BEGIN Record excerpts

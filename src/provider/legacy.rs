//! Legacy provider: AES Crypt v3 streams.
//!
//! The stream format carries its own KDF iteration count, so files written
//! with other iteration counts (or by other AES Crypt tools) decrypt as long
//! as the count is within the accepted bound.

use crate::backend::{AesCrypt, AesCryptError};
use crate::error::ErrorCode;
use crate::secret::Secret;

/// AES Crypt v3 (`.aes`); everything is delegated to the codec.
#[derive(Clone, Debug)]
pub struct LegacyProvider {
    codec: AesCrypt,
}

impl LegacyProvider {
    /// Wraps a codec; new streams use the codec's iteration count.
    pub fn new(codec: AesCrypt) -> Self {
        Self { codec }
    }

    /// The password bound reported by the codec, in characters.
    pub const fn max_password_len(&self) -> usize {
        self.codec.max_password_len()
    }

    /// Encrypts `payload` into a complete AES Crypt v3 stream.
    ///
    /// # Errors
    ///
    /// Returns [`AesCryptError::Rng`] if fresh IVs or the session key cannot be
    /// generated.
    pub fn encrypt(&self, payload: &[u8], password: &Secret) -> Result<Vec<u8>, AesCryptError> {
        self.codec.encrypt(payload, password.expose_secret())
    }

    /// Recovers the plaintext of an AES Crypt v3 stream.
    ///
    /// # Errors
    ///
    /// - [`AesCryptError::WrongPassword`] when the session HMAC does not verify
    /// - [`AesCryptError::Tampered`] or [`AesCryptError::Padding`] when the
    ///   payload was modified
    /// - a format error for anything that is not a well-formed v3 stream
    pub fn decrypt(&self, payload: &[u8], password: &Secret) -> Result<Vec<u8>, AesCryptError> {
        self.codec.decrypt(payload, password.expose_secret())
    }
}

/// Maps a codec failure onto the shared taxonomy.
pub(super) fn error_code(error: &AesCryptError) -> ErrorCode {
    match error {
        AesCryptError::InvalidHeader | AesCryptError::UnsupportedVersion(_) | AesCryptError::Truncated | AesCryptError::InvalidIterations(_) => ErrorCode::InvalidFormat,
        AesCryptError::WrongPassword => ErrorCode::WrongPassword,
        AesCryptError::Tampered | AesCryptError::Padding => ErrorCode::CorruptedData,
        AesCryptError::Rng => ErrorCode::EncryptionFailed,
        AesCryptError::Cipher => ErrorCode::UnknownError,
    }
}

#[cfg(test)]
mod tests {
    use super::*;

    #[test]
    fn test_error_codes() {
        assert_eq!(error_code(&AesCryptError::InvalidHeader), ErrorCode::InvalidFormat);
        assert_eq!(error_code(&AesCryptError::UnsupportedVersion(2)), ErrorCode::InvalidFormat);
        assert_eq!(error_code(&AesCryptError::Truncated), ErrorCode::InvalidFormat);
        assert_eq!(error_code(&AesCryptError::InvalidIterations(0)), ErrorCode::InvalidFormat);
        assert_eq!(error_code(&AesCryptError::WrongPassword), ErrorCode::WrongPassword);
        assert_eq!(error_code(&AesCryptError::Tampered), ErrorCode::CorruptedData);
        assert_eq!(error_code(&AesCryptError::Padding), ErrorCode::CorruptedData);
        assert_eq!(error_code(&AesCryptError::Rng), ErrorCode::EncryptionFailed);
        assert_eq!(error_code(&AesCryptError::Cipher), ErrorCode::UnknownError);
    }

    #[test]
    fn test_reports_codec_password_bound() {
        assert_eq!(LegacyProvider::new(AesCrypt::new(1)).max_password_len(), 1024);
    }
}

END Record excerpts
BEGIN Record excerpts

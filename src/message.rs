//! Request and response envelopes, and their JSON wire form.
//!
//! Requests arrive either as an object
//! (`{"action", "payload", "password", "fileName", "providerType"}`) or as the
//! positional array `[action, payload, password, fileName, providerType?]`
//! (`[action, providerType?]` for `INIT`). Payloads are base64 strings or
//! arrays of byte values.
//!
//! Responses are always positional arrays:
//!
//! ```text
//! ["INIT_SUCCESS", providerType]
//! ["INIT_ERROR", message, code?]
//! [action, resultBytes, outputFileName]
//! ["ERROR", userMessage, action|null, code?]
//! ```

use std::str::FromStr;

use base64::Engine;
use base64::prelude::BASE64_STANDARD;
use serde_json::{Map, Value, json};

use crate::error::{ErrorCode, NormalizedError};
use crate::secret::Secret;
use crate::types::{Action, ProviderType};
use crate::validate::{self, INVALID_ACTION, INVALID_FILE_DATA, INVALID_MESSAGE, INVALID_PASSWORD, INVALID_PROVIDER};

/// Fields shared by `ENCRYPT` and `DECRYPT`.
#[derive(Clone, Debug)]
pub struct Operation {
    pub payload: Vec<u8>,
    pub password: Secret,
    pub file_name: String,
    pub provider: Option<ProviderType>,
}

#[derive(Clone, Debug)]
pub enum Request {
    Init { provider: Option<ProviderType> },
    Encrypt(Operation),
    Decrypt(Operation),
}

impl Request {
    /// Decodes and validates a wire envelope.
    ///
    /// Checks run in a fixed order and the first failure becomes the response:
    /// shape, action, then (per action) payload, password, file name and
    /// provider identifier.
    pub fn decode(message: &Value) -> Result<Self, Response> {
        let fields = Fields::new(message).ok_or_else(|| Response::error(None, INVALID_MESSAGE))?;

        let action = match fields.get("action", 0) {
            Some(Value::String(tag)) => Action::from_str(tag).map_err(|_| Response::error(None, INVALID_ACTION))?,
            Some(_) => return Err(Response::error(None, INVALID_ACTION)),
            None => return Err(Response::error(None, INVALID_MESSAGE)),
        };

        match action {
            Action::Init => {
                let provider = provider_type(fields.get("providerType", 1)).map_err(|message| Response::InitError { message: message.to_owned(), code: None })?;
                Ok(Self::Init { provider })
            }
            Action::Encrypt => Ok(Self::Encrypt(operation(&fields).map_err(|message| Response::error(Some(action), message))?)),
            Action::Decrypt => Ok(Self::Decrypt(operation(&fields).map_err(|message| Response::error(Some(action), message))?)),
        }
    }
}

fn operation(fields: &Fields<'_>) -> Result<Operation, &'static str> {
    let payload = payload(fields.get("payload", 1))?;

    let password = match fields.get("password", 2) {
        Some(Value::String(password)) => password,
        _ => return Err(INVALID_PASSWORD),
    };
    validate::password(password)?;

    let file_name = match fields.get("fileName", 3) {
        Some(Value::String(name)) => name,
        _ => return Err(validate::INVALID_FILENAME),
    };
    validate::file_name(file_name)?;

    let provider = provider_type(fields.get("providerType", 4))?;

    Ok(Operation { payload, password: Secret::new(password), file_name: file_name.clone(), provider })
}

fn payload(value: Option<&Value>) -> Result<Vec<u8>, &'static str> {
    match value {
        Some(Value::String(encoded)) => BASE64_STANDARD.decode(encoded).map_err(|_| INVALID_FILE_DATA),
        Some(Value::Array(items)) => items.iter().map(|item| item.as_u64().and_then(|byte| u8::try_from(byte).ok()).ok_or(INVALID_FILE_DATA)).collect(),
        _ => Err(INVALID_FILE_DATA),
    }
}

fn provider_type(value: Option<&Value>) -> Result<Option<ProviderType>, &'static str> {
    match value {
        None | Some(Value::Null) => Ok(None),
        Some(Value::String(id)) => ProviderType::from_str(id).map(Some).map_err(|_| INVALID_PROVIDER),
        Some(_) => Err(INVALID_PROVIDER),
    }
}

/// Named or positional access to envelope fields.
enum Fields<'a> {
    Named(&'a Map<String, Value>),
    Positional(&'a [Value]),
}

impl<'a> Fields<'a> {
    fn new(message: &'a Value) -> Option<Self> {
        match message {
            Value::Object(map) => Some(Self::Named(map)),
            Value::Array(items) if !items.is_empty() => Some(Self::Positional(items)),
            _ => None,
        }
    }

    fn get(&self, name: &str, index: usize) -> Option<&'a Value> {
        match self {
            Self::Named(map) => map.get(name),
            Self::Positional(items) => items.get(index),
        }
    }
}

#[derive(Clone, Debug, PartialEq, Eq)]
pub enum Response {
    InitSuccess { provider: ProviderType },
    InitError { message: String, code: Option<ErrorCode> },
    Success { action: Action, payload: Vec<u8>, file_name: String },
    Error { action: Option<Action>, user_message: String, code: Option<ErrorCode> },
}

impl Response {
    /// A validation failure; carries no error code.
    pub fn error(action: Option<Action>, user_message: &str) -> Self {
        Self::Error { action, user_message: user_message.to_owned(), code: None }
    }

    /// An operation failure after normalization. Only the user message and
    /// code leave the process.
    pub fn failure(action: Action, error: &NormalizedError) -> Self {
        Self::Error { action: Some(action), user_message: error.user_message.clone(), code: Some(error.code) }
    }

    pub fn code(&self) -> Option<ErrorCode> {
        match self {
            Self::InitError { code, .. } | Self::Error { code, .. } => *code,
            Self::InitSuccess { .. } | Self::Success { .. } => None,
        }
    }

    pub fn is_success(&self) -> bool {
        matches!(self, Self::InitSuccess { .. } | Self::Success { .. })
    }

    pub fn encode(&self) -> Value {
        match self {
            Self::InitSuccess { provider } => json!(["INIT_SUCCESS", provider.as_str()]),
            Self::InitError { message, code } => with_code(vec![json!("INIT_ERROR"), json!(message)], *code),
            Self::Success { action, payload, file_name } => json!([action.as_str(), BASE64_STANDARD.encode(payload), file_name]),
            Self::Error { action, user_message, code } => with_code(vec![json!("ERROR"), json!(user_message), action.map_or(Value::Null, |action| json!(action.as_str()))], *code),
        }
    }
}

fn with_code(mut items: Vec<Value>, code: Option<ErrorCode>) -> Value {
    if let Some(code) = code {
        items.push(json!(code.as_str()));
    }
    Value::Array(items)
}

END Record excerpts

§ **Your objective**: The answer is a count and nothing more: lines above that contain "when".

§ **Output of the exercise**: 2